- ABC World Newser -
President Obama told ABC News’ Charles Gibson in an interview that if Congress does not pass health care legislation that will bring down costs, the federal government “will go bankrupt.”
The president laid out a dire scenario of what will happen if his health care reform effort fails.
“If we don't pass it, here's the guarantee….your premiums will go up, your employers are going to load up more costs on you,” he said. “Potentially they're going to drop your coverage, because they just can't afford an increase of 25 percent, 30 percent in terms of the costs of providing health care to employees each and every year. “
The president said that the costs of Medicare and Medicaid are on an “unsustainable” trajectory and if there is no action taken to bring them down, “the federal government will go bankrupt.”

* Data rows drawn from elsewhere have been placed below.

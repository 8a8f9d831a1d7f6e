//! Play/Pause/SetEos for the web-audio sub-pipeline.

use crate::context::WebAudioContext;
use crate::error::PlayerError;
use crate::webaudio::WebAudioTask;
use gstreamer::prelude::*;

pub struct Play;

impl WebAudioTask for Play {
    fn execute(&mut self, ctx: &mut WebAudioContext) -> Result<(), PlayerError> {
        let pipeline = ctx
            .pipeline
            .as_ref()
            .ok_or_else(|| PlayerError::Misuse("web-audio pipeline not yet constructed".into()))?;
        pipeline
            .set_state(gstreamer::State::Playing)
            .map_err(|_| PlayerError::FrameworkFailure("web-audio PLAYING transition failed".into()))?;
        Ok(())
    }
}

pub struct Pause;

impl WebAudioTask for Pause {
    fn execute(&mut self, ctx: &mut WebAudioContext) -> Result<(), PlayerError> {
        let pipeline = ctx
            .pipeline
            .as_ref()
            .ok_or_else(|| PlayerError::Misuse("web-audio pipeline not yet constructed".into()))?;
        pipeline
            .set_state(gstreamer::State::Paused)
            .map_err(|_| PlayerError::FrameworkFailure("web-audio PAUSED transition failed".into()))?;
        Ok(())
    }
}

/// Marks end-of-stream on the appsrc; the bus EOS this provokes is
/// handled by `HandleWebAudioBusMessage`, which flushes the pipeline for
/// reuse.
pub struct SetEos;

impl WebAudioTask for SetEos {
    fn execute(&mut self, ctx: &mut WebAudioContext) -> Result<(), PlayerError> {
        let app_src = ctx
            .app_src
            .as_ref()
            .ok_or_else(|| PlayerError::Misuse("web-audio appsrc not yet constructed".into()))?;
        app_src
            .dynamic_cast_ref::<gstreamer_app::AppSrc>()
            .ok_or_else(|| PlayerError::FrameworkFailure("app_src is not an AppSrc".into()))?
            .end_of_stream()
            .map_err(|_| PlayerError::FrameworkFailure("end-of-stream rejected by appsrc".into()))?;
        Ok(())
    }
}
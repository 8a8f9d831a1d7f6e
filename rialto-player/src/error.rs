//! Error taxonomy. Tasks return `Result<(), PlayerError>`; the Worker
//! catches every variant at the task boundary and only a subset
//! terminate the session (see `PlayerError::is_terminal`).

use thiserror::Error;

#[derive(Debug, Error)]
pub enum PlayerError {
    /// NO_AVAILABLE_SAMPLES: not an error so much as "try again later".
    #[error("transient demand: no samples available")]
    TransientDemand,

    /// HaveData(ERROR) from the client — handled the same as
    /// `TransientDemand` for resend purposes.
    #[error("producer reported an error")]
    ProducerError,

    /// A state-change call failed, or the bus posted GST_MESSAGE_ERROR.
    #[error("framework failure: {0}")]
    FrameworkFailure(String),

    /// RPC referenced an unknown session/source, or a call is invalid
    /// in the current state.
    #[error("misuse: {0}")]
    Misuse(String),

    /// Buffer or caps allocation returned null.
    #[error("resource exhaustion: {0}")]
    ResourceExhaustion(String),

    /// Per-buffer decrypt call returned non-OK. The buffer is still
    /// pushed downstream; this is logged, not surfaced as a failure.
    #[error("decrypt failure")]
    DecryptFailure,

    /// Unknown metadata version, or a shared-memory lookup failed.
    #[error("shared-memory corruption: {0}")]
    ShmCorruption(String),
}

impl PlayerError {
    /// Only these terminate the session. The rest are logged and the
    /// Worker continues.
    pub fn is_terminal(&self) -> bool {
        matches!(
            self,
            PlayerError::FrameworkFailure(_)
                | PlayerError::ResourceExhaustion(_)
                | PlayerError::ShmCorruption(_)
        )
    }
}

pub type PlayerResult<T> = Result<T, PlayerError>;
//! Typed task objects. Each struct below is a 1:1 Rust analogue of one
//! of the original's `tasks/generic/*.cpp` or `tasks/webAudio/*.cpp`
//! classes, implementing `PlayerTask`/`WebAudioTask` with an `execute`
//! method rather than the original's virtual `execute()` override.

pub mod generic;
pub mod webaudio;
//! Position/Underflow Timer and NeedData resend timer. Both are plain
//! `std::thread` loops that only ever enqueue a task onto a
//! `WorkerHandle` — neither touches `GenericPlayerContext` directly,
//! preserving the single-mutator property.

use crate::client::PlayerClient;
use crate::worker::WorkerHandle;
use rialto_common::MediaSourceType;
use std::sync::atomic::{AtomicBool, Ordering};
use std::sync::Arc;
use std::thread::JoinHandle;
use std::time::Duration;

/// Recurring 250 ms position-report / audio-underflow-watchdog tick.
/// `PositionTick::execute` is itself idempotent and a no-op while not
/// PLAYING, so this timer runs for the session's whole lifetime rather
/// than being started/stopped around Play/Pause.
pub struct PositionTimer {
    running: Arc<AtomicBool>,
    join: Option<JoinHandle<()>>,
}

impl PositionTimer {
    pub fn spawn(worker: WorkerHandle, client: Arc<dyn PlayerClient>, period: Duration) -> Self {
        let running = Arc::new(AtomicBool::new(true));
        let running_thread = running.clone();
        let join = std::thread::Builder::new()
            .name("rialto-position-timer".into())
            .spawn(move || {
                while running_thread.load(Ordering::SeqCst) {
                    std::thread::sleep(period);
                    if !running_thread.load(Ordering::SeqCst) {
                        break;
                    }
                    worker.enqueue(Box::new(crate::tasks::generic::PositionTick {
                        client: client.clone(),
                    }));
                }
            })
            .expect("failed to spawn rialto-position-timer thread");
        PositionTimer {
            running,
            join: Some(join),
        }
    }

    pub fn stop(mut self) {
        self.running.store(false, Ordering::SeqCst);
        if let Some(join) = self.join.take() {
            let _ = join.join();
        }
    }
}

impl Drop for PositionTimer {
    fn drop(&mut self) {
        self.running.store(false, Ordering::SeqCst);
    }
}

/// One-shot NeedData resend timer. Fires once after `delay`, enqueuing
/// a fresh `NeedData` for `source_type`. Cancellation is cooperative:
/// `ResendTimers::clear` (done by `NeedData::execute` itself, or by
/// Stop/RemoveSource/DestroySession) just lets a later `HaveData` arm a
/// new timer — an in-flight timer that still fires is harmless because
/// `NeedData::execute` re-derives everything from current context
/// state and is itself idempotent.
pub fn spawn_resend_timer(
    worker: WorkerHandle,
    client: Arc<dyn PlayerClient>,
    source_type: MediaSourceType,
    delay: Duration,
) -> JoinHandle<()> {
    std::thread::Builder::new()
        .name("rialto-resend-timer".into())
        .spawn(move || {
            std::thread::sleep(delay);
            worker.enqueue(Box::new(crate::tasks::generic::NeedData { source_type, client }));
        })
        .expect("failed to spawn rialto-resend-timer thread")
}
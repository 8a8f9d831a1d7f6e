//! WriteBuffer: pushes as many bytes as fit below the appsrc's configured
//! capacity less its current queued level, bounded to a whole number of
//! `bytesPerSample`, consuming `main` before spilling into `wrap`.
//! Pushed byte count is handed back to the blocking caller through
//! `crate::webaudio::WriteRendezvous` rather than as a return value,
//! since `WebAudioTask::execute` has none.

use crate::context::WebAudioContext;
use crate::error::PlayerError;
use crate::webaudio::{WebAudioTask, WriteRendezvous};
use gstreamer::prelude::*;
use std::sync::Arc;

pub struct WriteBufferResult {
    pub bytes_written: u32,
}

pub struct WriteBuffer {
    pub main: Vec<u8>,
    pub wrap: Vec<u8>,
    pub rendezvous: Arc<WriteRendezvous>,
}

impl WebAudioTask for WriteBuffer {
    fn execute(&mut self, ctx: &mut WebAudioContext) -> Result<(), PlayerError> {
        let app_src = ctx
            .app_src
            .as_ref()
            .ok_or_else(|| PlayerError::Misuse("web-audio appsrc not yet constructed".into()))?
            .dynamic_cast_ref::<gstreamer_app::AppSrc>()
            .ok_or_else(|| PlayerError::FrameworkFailure("app_src is not an AppSrc".into()))?
            .clone();

        let bytes_per_sample = ctx.bytes_per_sample.max(1) as usize;
        let current_level = app_src.current_level_bytes() as usize;
        let mut available = (ctx.capacity_bytes as usize).saturating_sub(current_level);
        available -= available % bytes_per_sample;

        let pushed = push_bounded(&app_src, &self.main, available, bytes_per_sample);
        let pushed = match pushed {
            Ok(n) => n,
            Err(_) => {
                self.rendezvous.publish(0);
                return Err(PlayerError::FrameworkFailure("appsrc rejected main buffer push".into()));
            }
        };
        available -= pushed;

        let mut total = pushed;
        if available > 0 && !self.wrap.is_empty() {
            match push_bounded(&app_src, &self.wrap, available, bytes_per_sample) {
                Ok(n) => total += n,
                Err(_) => {
                    // main already went through; report what actually landed.
                    self.rendezvous.publish(total as u32);
                    return Err(PlayerError::FrameworkFailure(
                        "appsrc rejected wrap buffer push".into(),
                    ));
                }
            }
        }

        self.rendezvous.publish(total as u32);
        Ok(())
    }
}

fn push_bounded(
    app_src: &gstreamer_app::AppSrc,
    data: &[u8],
    limit: usize,
    bytes_per_sample: usize,
) -> Result<usize, gstreamer::FlowError> {
    let mut take = data.len().min(limit);
    take -= take % bytes_per_sample;
    if take == 0 {
        return Ok(0);
    }
    let buffer = gstreamer::Buffer::from_slice(data[..take].to_vec());
    app_src.push_buffer(buffer)?;
    Ok(take)
}
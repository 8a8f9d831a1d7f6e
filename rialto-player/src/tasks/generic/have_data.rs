//! HaveData completion. Dispatches on `HaveDataStatus`
//! and whatever payload the client attached (an in-band segment vector,
//! or a `DataReader` over shared memory), converts each `MediaSegment`
//! into a buffer, and pushes it through the source's appsrc.

use crate::client::PlayerClient;
use crate::config::PlayerConfig;
use crate::context::GenericPlayerContext;
use crate::decryption::{DataReader, DecryptionService};
use crate::error::PlayerError;
use crate::protection::{ProtectionMetadata, ProtectionMetadataAdapter};
use crate::worker::{PlayerTask, WorkerHandle};
use gstreamer::prelude::*;
use gstreamer_app::AppSrc;
use rialto_common::{HaveDataStatus, MediaSegment, RequestId};
use std::sync::Arc;

/// The payload a client hands back with HaveData: either the parsed
/// segments in-band, or a signal that frames were written
/// into shared memory and must be read back out through a `DataReader`.
pub enum HaveDataPayload {
    InBand(Vec<MediaSegment>),
    Shm { reader: Box<dyn DataReader>, num_frames: usize },
}

pub struct HaveData {
    pub status: HaveDataStatus,
    pub request_id: RequestId,
    pub payload: Option<HaveDataPayload>,
    pub client: Arc<dyn PlayerClient>,
    pub protection: Arc<ProtectionMetadataAdapter>,
    pub decryption: Option<Arc<dyn DecryptionService>>,
    /// Used only to arm the NeedData resend timer; not read otherwise,
    /// so tests that never hit the Error/NoAvailableSamples
    /// branch can leave this `None`.
    pub worker: Option<WorkerHandle>,
    pub config: Arc<PlayerConfig>,
}

impl PlayerTask for HaveData {
    fn execute(&mut self, ctx: &mut GenericPlayerContext) -> Result<(), PlayerError> {
        let Some(active) = ctx.active_requests.remove(&self.request_id) else {
            // UNKNOWN type in ActiveRequests: stale, ignore.
            tracing::debug!(request_id = self.request_id, "have_data: stale/unknown request, ignoring");
            return Ok(());
        };
        let source_type = active.source_type;

        match self.status {
            HaveDataStatus::Error | HaveDataStatus::NoAvailableSamples => {
                let low_latency = ctx
                    .stream_info
                    .get(&source_type)
                    .map(|info| info.low_latency)
                    .unwrap_or(false);
                if ctx.resend_timers.try_start(source_type) {
                    if let Some(worker) = &self.worker {
                        let delay = self.config.resend_delay(low_latency);
                        crate::timers::spawn_resend_timer(worker.clone(), self.client.clone(), source_type, delay);
                    }
                    tracing::debug!(?source_type, low_latency, "have_data: scheduling NeedData resend");
                } else {
                    tracing::debug!(?source_type, "have_data: resend timer already active, not starting another");
                }
                return Ok(());
            }
            HaveDataStatus::Ok | HaveDataStatus::Eos => {}
        }

        let segments: Vec<MediaSegment> = match self.payload.take() {
            Some(HaveDataPayload::InBand(segments)) => segments,
            Some(HaveDataPayload::Shm { mut reader, num_frames }) => {
                let mut segments = Vec::with_capacity(num_frames);
                for idx in 0..num_frames {
                    match reader.read(idx) {
                        Some(segment) => segments.push(segment),
                        None => {
                            return Err(PlayerError::ShmCorruption(format!(
                                "data reader exhausted at frame {idx} of {num_frames}"
                            )));
                        }
                    }
                }
                segments
            }
            None => Vec::new(),
        };

        for segment in &segments {
            self.push_segment(ctx, segment)?;
        }

        if self.status == HaveDataStatus::Eos {
            if let Some(info) = ctx.stream_info.get(&source_type) {
                let app_src = info
                    .app_src
                    .clone()
                    .downcast::<AppSrc>()
                    .map_err(|_| PlayerError::FrameworkFailure("stream-info element is not an appsrc".into()))?;
                match app_src.end_of_stream() {
                    Ok(_) | Err(gstreamer::FlowError::Eos) => {}
                    Err(gstreamer::FlowError::Flushing) => {}
                    Err(err) => {
                        return Err(PlayerError::FrameworkFailure(format!("end_of_stream failed: {err:?}")));
                    }
                }
            }
        }

        Ok(())
    }
}

impl HaveData {
    /// Converts one `MediaSegment` into a `gst::Buffer` and pushes it
    /// through the owning appsrc. Caps are updated in place only when
    /// they differ from what's currently attached for that source.
    fn push_segment(&self, ctx: &mut GenericPlayerContext, segment: &MediaSegment) -> Result<(), PlayerError> {
        let source_type = segment.source_type();
        let Some(info) = ctx.stream_info.get_mut(&source_type) else {
            return Err(PlayerError::Misuse(format!("push_segment: no source for {source_type:?}")));
        };

        let segment_caps = crate::caps::build_caps(&segment_as_media_source(segment));
        if info.attached_caps.as_ref() != Some(&segment_caps) {
            let app_src = info
                .app_src
                .clone()
                .downcast::<AppSrc>()
                .map_err(|_| PlayerError::FrameworkFailure("stream-info element is not an appsrc".into()))?;
            app_src.set_caps(Some(&segment_caps));
            info.attached_caps = Some(segment_caps);
        }

        let common = segment.common();
        let mut buffer = gstreamer::Buffer::from_slice(common.data.clone());
        {
            let buffer_mut = buffer.get_mut().ok_or_else(|| {
                PlayerError::ResourceExhaustion("buffer allocation returned a shared (non-unique) buffer".into())
            })?;
            buffer_mut.set_pts(gstreamer::ClockTime::from_nseconds(common.pts.max(0) as u64));
            buffer_mut.set_dts(gstreamer::ClockTime::from_nseconds(common.dts.max(0) as u64));
        }

        if let Some(encryption) = &common.encryption {
            if let Some(service) = &self.decryption {
                let caps = info.attached_caps.clone().unwrap_or_else(gstreamer::Caps::new_empty);
                let status = service.decrypt_with_subsamples(
                    encryption.key_session_id,
                    &mut buffer,
                    &encryption.subsamples,
                    encryption.subsample_count,
                    &encryption.iv,
                    &encryption.key_id,
                    encryption.init_with_last15,
                    &caps,
                );
                if status != crate::decryption::MediaKeyErrorStatus::Ok {
                    // The buffer is still pushed; the status is only logged.
                    tracing::warn!(?status, "decrypt failed, pushing buffer regardless");
                }
            }

            self.protection.add(
                &mut buffer,
                ProtectionMetadata {
                    key_session_id: encryption.key_session_id,
                    subsample_count: encryption.subsample_count,
                    init_with_last15: encryption.init_with_last15,
                    key: gstreamer::Buffer::from_slice(encryption.key_id.clone()),
                    iv: gstreamer::Buffer::from_slice(encryption.iv.clone()),
                    subsamples: gstreamer::Buffer::from_slice(encryption.subsamples.clone()),
                    cipher_mode: encryption.cipher_mode,
                    crypt: encryption.crypt,
                    skip: encryption.skip,
                    encryption_pattern_set: encryption.encryption_pattern_set,
                },
            );
        }

        let app_src = info
            .app_src
            .clone()
            .downcast::<AppSrc>()
            .map_err(|_| PlayerError::FrameworkFailure("stream-info element is not an appsrc".into()))?;

        // UNEXPECTED (post-EOS) and WRONG_STATE are dropped silently.
        match app_src.push_buffer(buffer) {
            Ok(_) | Err(gstreamer::FlowError::Eos) | Err(gstreamer::FlowError::Flushing) => Ok(()),
            Err(err) => Err(PlayerError::FrameworkFailure(format!("push_buffer failed: {err:?}"))),
        }
    }
}

/// Reconstructs a `MediaSource` descriptor from a segment purely to
/// reuse `caps::build_caps`'s dispatch, so appsrc caps can be updated
/// in place when they differ from what's already attached.
fn segment_as_media_source(segment: &MediaSegment) -> rialto_common::MediaSource {
    use rialto_common::{MediaSource, MediaSourceAudio, MediaSourceVideo, MediaSourceVideoDolbyVision};
    match segment {
        MediaSegment::Audio(a) => MediaSource::Audio(MediaSourceAudio {
            mime_type: "audio/mpeg".to_string(),
            channels: a.channels,
            sample_rate: a.sample_rate,
            codec_specific_config: Vec::new(),
            segment_alignment: a.common.segment_alignment,
            stream_format: None,
            codec_data: a.common.codec_data.clone(),
            has_drm: a.common.encryption.is_some(),
        }),
        MediaSegment::Video(v) => MediaSource::Video(MediaSourceVideo {
            mime_type: "video/x-h264".to_string(),
            width: v.width,
            height: v.height,
            frame_rate: v.frame_rate.clone(),
            segment_alignment: v.common.segment_alignment,
            stream_format: None,
            codec_data: v.common.codec_data.clone(),
            has_drm: v.common.encryption.is_some(),
        }),
        MediaSegment::VideoDolbyVision(dv) => MediaSource::VideoDolbyVision(MediaSourceVideoDolbyVision {
            video: MediaSourceVideo {
                mime_type: "video/x-h265".to_string(),
                width: dv.video.width,
                height: dv.video.height,
                frame_rate: dv.video.frame_rate.clone(),
                segment_alignment: dv.video.common.segment_alignment,
                stream_format: None,
                codec_data: dv.video.common.codec_data.clone(),
                has_drm: dv.video.common.encryption.is_some(),
            },
            dolby_vision_profile: dv.dolby_vision_profile,
        }),
        MediaSegment::Subtitle(_) => MediaSource::Audio(MediaSourceAudio {
            mime_type: "text/x-raw".to_string(),
            channels: 0,
            sample_rate: 0,
            codec_specific_config: Vec::new(),
            segment_alignment: rialto_common::SegmentAlignment::None,
            stream_format: None,
            codec_data: None,
            has_drm: false,
        }),
    }
}

#[cfg(test)]
mod tests {
    use super::*;
    use crate::context::{GenericPlayerContext, ActiveRequest, StreamInfo};
    use rialto_common::{MediaSourceType, NetworkState, PlaybackState, QosInfo, ShmPartitionInfo, SourceId, WebAudioPlayerState};

    struct NullClient;
    impl PlayerClient for NullClient {
        fn notify_network_state(&self, _state: NetworkState) {}
        fn notify_playback_state(&self, _state: PlaybackState) {}
        fn notify_position(&self, _position_ns: i64) {}
        fn notify_need_media_data(&self, _source_id: SourceId, _frame_count: u32, _request_id: RequestId, _shm: ShmPartitionInfo) {}
        fn notify_qos(&self, _source_id: SourceId, _info: QosInfo) {}
        fn notify_buffer_underflow(&self, _source_id: SourceId) {}
        fn notify_source_flushed(&self, _source_id: SourceId) {}
        fn notify_playback_error(&self, _message: &str) {}
    }
    impl crate::client::WebAudioPlayerClient for NullClient {
        fn notify_state(&self, _state: WebAudioPlayerState) {}
    }

    #[test]
    fn unknown_request_id_is_ignored_not_errored() {
        gstreamer::init().ok();
        let mut ctx = GenericPlayerContext::new(false);
        let mut task = HaveData {
            status: HaveDataStatus::Ok,
            request_id: 999,
            payload: Some(HaveDataPayload::InBand(vec![])),
            client: Arc::new(NullClient),
            protection: Arc::new(ProtectionMetadataAdapter::new()),
            decryption: None,
            worker: None,
            config: Arc::new(crate::config::PlayerConfig::default()),
        };
        assert!(task.execute(&mut ctx).is_ok());
    }

    #[test]
    fn no_available_samples_starts_resend_timer_once() {
        gstreamer::init().ok();
        let mut ctx = GenericPlayerContext::new(false);
        ctx.stream_info.insert(
            MediaSourceType::Audio,
            StreamInfo {
                source_id: SourceId(1),
                app_src: gstreamer::ElementFactory::make("fakesrc").build().unwrap(),
                has_drm: false,
                attached_caps: None,
                low_latency: false,
            },
        );
        ctx.active_requests.insert(1, ActiveRequest { source_type: MediaSourceType::Audio });
        ctx.active_requests.insert(2, ActiveRequest { source_type: MediaSourceType::Audio });

        let mut first = HaveData {
            status: HaveDataStatus::NoAvailableSamples,
            request_id: 1,
            payload: None,
            client: Arc::new(NullClient),
            protection: Arc::new(ProtectionMetadataAdapter::new()),
            decryption: None,
            worker: None,
            config: Arc::new(crate::config::PlayerConfig::default()),
        };
        first.execute(&mut ctx).unwrap();
        assert!(!ctx.resend_timers.try_start(MediaSourceType::Audio));

        ctx.resend_timers.clear(MediaSourceType::Audio);
        let mut second = HaveData {
            status: HaveDataStatus::Error,
            request_id: 2,
            payload: None,
            client: Arc::new(NullClient),
            protection: Arc::new(ProtectionMetadataAdapter::new()),
            decryption: None,
            worker: None,
            config: Arc::new(crate::config::PlayerConfig::default()),
        };
        second.execute(&mut ctx).unwrap();
        assert!(!ctx.resend_timers.try_start(MediaSourceType::Audio));
    }
}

“This actually provides us the best chance of starting to bend the cost curve on the government expenditures in Medicare and Medicaid,” Obama said.
Watch Charlie Gibson’s interview with President Obama tonight on World News and check back on ABCNews.com for the full interview.
Obama told Gibson that anybody who says they are concerned about the rising deficit or worried about tax increases in the future has to support this health care bill.
“Because if we don't do this, nobody argues with the fact that health care costs are going to consume the entire federal budget,” the president said.
Obama is facing an increasingly skeptical American public when it comes to his push for health care reform.
The latest ABC News/Washington Post poll found that support for the health care reform package, while never robust, is now at a low ebb and opposition has been steadily growing stronger in intensity.
For the first time, a majority of those surveyed disapproved of the president’s work on health care (53 percent) and oppose the health care reform package making its way through Congress (51 percent, compared to 44 percent approval).
That seven-point margin for opposition is its most to date -- indeed statistically significant for the first time -- and the differential in intensity of sentiment has grown since September.